Palmer: Yves Rousseau, un jazz millésimé
Csaba Palotaī, chevelure argentée abondante, lunettes montures rectangle, bref de faux airs du look Larry Corryell des années 80, triture sa Fender Télécaster en de furieux allers et retours de mediator sur le haut du manche. Chorus sur-compressé. Au point de casser d’un coup, d’un seul une corde aiguë sans pour autant stopper son exercice exploratoire extrême entamé en guise de solo. Accident impromptu, isn’t It, dans un moment de jazz ? Au lendemain même de la disparition de Van Halen…
Yves Rousseau (b), Géraldine Laurent (as), Thomas Savy (bcl), Jean-Louis Pommier (tb), Csaba Palotaï (g), Étienne Manchon (cla), Vincent Tortiller (dm)
Le Rocher de Palmer, 8octobre, Cenon (33152)
La photo cover de son nouvel album ( CD Yolk Music) parle d’elle même avec ces ados fixés en couleur dans un décor de plongeoir de piscine « J’ai conçu ce disque comme autant de réminiscences de la découverte incroyable au Lycée de grands groupes qui livraient une musique expérimentale, les King Crimson, Pink Floyd, Soft Machine ou autres Genesis… » Les compositions originales écrites pour l’occasion célèbrent donc les sonorités de l’époque, individuelles liées aux instruments choisis, comme collectives en fonction des couleurs additionnées, tramées. Ceci posé l’ecoute live révèle rapidement que l’écriture signée Yves Rousseau s’avère à la base, rigoureuse, fort construite. Déroulées, enchaînées en plusieurs parties tout au long du concert (Réminiscences, Darknesse Desires) ou piquées de petits épisodes thématiques empruntés à des figures emblématiques de cette pop des seventies. Il en va ainsi de Ending with Orleans de David Crosby, petite mélodie chatoyante célébrée avec délicatesse à trois voix sax/trombone/clarinette basse dans Personal Computer. Ou In a court of à Krimson King de Robert Fripp, en guise de complainte jouée pur feeling par le leader sur cordes de basse pour Winding Pathway.

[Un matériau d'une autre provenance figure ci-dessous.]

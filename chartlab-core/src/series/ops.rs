//! Elementwise sequence operations.
//!
//! The arithmetic group (`add`/`sub`/`mul`/`scale`) propagates NaN strictly.
//! `div` additionally maps a zero denominator to NaN — an undefined ratio is
//! data insufficiency, not an error. `maximum`/`minimum` are the documented
//! exception to strict propagation: a lone NaN operand is replaced by the
//! other side.

use crate::error::{Result, SeriesError};

pub(crate) fn ensure_same_len(left: usize, right: usize) -> Result<()> {
    if left != right {
        return Err(SeriesError::LengthMismatch { left, right });
    }
    Ok(())
}

/// Elementwise absolute value (ABS).
pub fn abs(s: &[f64]) -> Vec<f64> {
    s.iter().map(|v| v.abs()).collect()
}

/// Elementwise maximum of two sequences (MAX).
///
/// If exactly one operand at an index is NaN, the result is the other
/// operand — NaN does not propagate here. `f64::max` already carries that
/// contract, returning the non-NaN argument when one side is NaN.
pub fn maximum(s1: &[f64], s2: &[f64]) -> Result<Vec<f64>> {
    ensure_same_len(s1.len(), s2.len())?;
    Ok(s1.iter().zip(s2).map(|(&a, &b)| a.max(b)).collect())
}

/// Elementwise minimum of two sequences (MIN). Same NaN rule as [`maximum`].
pub fn minimum(s1: &[f64], s2: &[f64]) -> Result<Vec<f64>> {
    ensure_same_len(s1.len(), s2.len())?;
    Ok(s1.iter().zip(s2).map(|(&a, &b)| a.min(b)).collect())
}

/// Elementwise sum, strict NaN.
pub fn add(s1: &[f64], s2: &[f64]) -> Result<Vec<f64>> {
    ensure_same_len(s1.len(), s2.len())?;
    Ok(s1.iter().zip(s2).map(|(&a, &b)| a + b).collect())
}

/// Elementwise difference, strict NaN.
pub fn sub(s1: &[f64], s2: &[f64]) -> Result<Vec<f64>> {
    ensure_same_len(s1.len(), s2.len())?;
    Ok(s1.iter().zip(s2).map(|(&a, &b)| a - b).collect())
}

/// Elementwise product, strict NaN.
pub fn mul(s1: &[f64], s2: &[f64]) -> Result<Vec<f64>> {
    ensure_same_len(s1.len(), s2.len())?;
    Ok(s1.iter().zip(s2).map(|(&a, &b)| a * b).collect())
}

/// Elementwise ratio; NaN where either operand is NaN or the denominator is
/// zero.
pub fn div(s1: &[f64], s2: &[f64]) -> Result<Vec<f64>> {
    ensure_same_len(s1.len(), s2.len())?;
    Ok(s1
        .iter()
        .zip(s2)
        .map(|(&a, &b)| if b == 0.0 { f64::NAN } else { a / b })
        .collect())
}

/// Multiply every element by a scalar, strict NaN.
pub fn scale(s: &[f64], k: f64) -> Vec<f64> {
    s.iter().map(|v| v * k).collect()
}

/// Elementwise selection (IF): `on_true[i]` where `cond[i]`, else
/// `on_false[i]`. All three sequences must share one length.
pub fn if_else<T: Copy>(cond: &[bool], on_true: &[T], on_false: &[T]) -> Result<Vec<T>> {
    ensure_same_len(cond.len(), on_true.len())?;
    ensure_same_len(cond.len(), on_false.len())?;
    Ok(cond
        .iter()
        .zip(on_true.iter().zip(on_false))
        .map(|(&c, (&t, &f))| if c { t } else { f })
        .collect())
}

#[cfg(test)]
mod tests {
    use super::*;
    use crate::series::{assert_seq, DEFAULT_EPSILON};

    #[test]
    fn abs_elementwise() {
        assert_seq(
            &abs(&[1.0, -2.0, 3.0, -4.0, 0.0, -0.5]),
            &[1.0, 2.0, 3.0, 4.0, 0.0, 0.5],
            DEFAULT_EPSILON,
        );
        assert!(abs(&[]).is_empty());
    }

    #[test]
    fn abs_keeps_nan() {
        assert!(abs(&[f64::NAN])[0].is_nan());
    }

    #[test]
    fn maximum_elementwise() {
        let out = maximum(&[1.0, 5.0, 2.0], &[3.0, 4.0, 6.0]).unwrap();
        assert_seq(&out, &[3.0, 5.0, 6.0], DEFAULT_EPSILON);
    }

    #[test]
    fn maximum_replaces_lone_nan() {
        // NaN is replaced by the other operand, not propagated.
        let out = maximum(&[1.0, 5.0, f64::NAN], &[3.0, 4.0, 6.0]).unwrap();
        assert_seq(&out, &[3.0, 5.0, 6.0], DEFAULT_EPSILON);
        let out = maximum(&[f64::NAN], &[f64::NAN]).unwrap();
        assert!(out[0].is_nan()); // both sides undefined stays undefined
    }

    #[test]
    fn minimum_elementwise_and_nan() {
        let out = minimum(&[1.0, 5.0, 2.0], &[3.0, 4.0, 6.0]).unwrap();
        assert_seq(&out, &[1.0, 4.0, 2.0], DEFAULT_EPSILON);
        let out = minimum(&[1.0, 5.0, f64::NAN], &[3.0, 4.0, 6.0]).unwrap();
        assert_seq(&out, &[1.0, 4.0, 6.0], DEFAULT_EPSILON);
    }

    #[test]
    fn length_mismatch_is_usage_error() {
        let err = maximum(&[1.0, 2.0], &[1.0]).unwrap_err();
        assert_eq!(err, crate::SeriesError::LengthMismatch { left: 2, right: 1 });
        assert!(add(&[1.0], &[]).is_err());
        assert!(div(&[1.0], &[1.0, 2.0]).is_err());
    }

    #[test]
    fn arithmetic_propagates_nan_strictly() {
        assert!(add(&[f64::NAN], &[1.0]).unwrap()[0].is_nan());
        assert!(sub(&[1.0], &[f64::NAN]).unwrap()[0].is_nan());
        assert!(mul(&[f64::NAN], &[0.0]).unwrap()[0].is_nan());
        assert!(scale(&[f64::NAN], 2.0)[0].is_nan());
    }

    #[test]
    fn div_zero_denominator_is_nan() {
        let out = div(&[1.0, 4.0, 5.0], &[0.0, 2.0, f64::NAN]).unwrap();
        assert!(out[0].is_nan());
        assert_eq!(out[1], 2.0);
        assert!(out[2].is_nan());
    }

    #[test]
    fn if_else_selects() {
        let out = if_else(
            &[true, false, true, false],
            &[1.0, 2.0, 3.0, 4.0],
            &[5.0, 6.0, 7.0, 8.0],
        )
        .unwrap();
        assert_seq(&out, &[1.0, 6.0, 3.0, 8.0], DEFAULT_EPSILON);
    }

    #[test]
    fn if_else_checks_all_three_lengths() {
        assert!(if_else(&[true], &[1.0], &[1.0, 2.0]).is_err());
        assert!(if_else(&[true, false], &[1.0], &[1.0, 2.0]).is_err());
    }
}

L’ensemble des thèmes répercute bien sur des climats, des couleurs, des timbres, des sons (effets réverb, phasiing, pédale wah wah par exemple habillent les sonorités de la guitare), des instruments (claviers Wurlitzer et Moog utilisés avec inventivité par le tout jeune Etienne Manchon) dans la veine des musiques dont s’inspire Yves Rousseau pour ces Fragments. Une constante revient au cours de ces épisodes ainsi exposés sur la scène bordelaise: les lignes de mélodies traversent l’espace de la salle pour pénétrer profondément dans le cortex. Musique de présence, de prégnance. Sans doute aussi faut-il y déceler le fruit mûri d’une forte énergie déployée cash (témoin les frappes stroboscopiques de Vincent Tortiller) Et aussitôt transmise. Alors certes, hormis quelques pics culminants (Jean-Louis Pommier, ses effets de souffle multiple, Csaba Palotai, drôle de guitariste aux riffs ravageurs) les parties solos ne revêtent pas forcément une importance déterminante façon mise en avant de l’instrumentiste à tout prix. Elles n’en soulignent pas moins le propos, la marque de fabrique du groupe. Fragments, une marque (clairement) déposée en live également.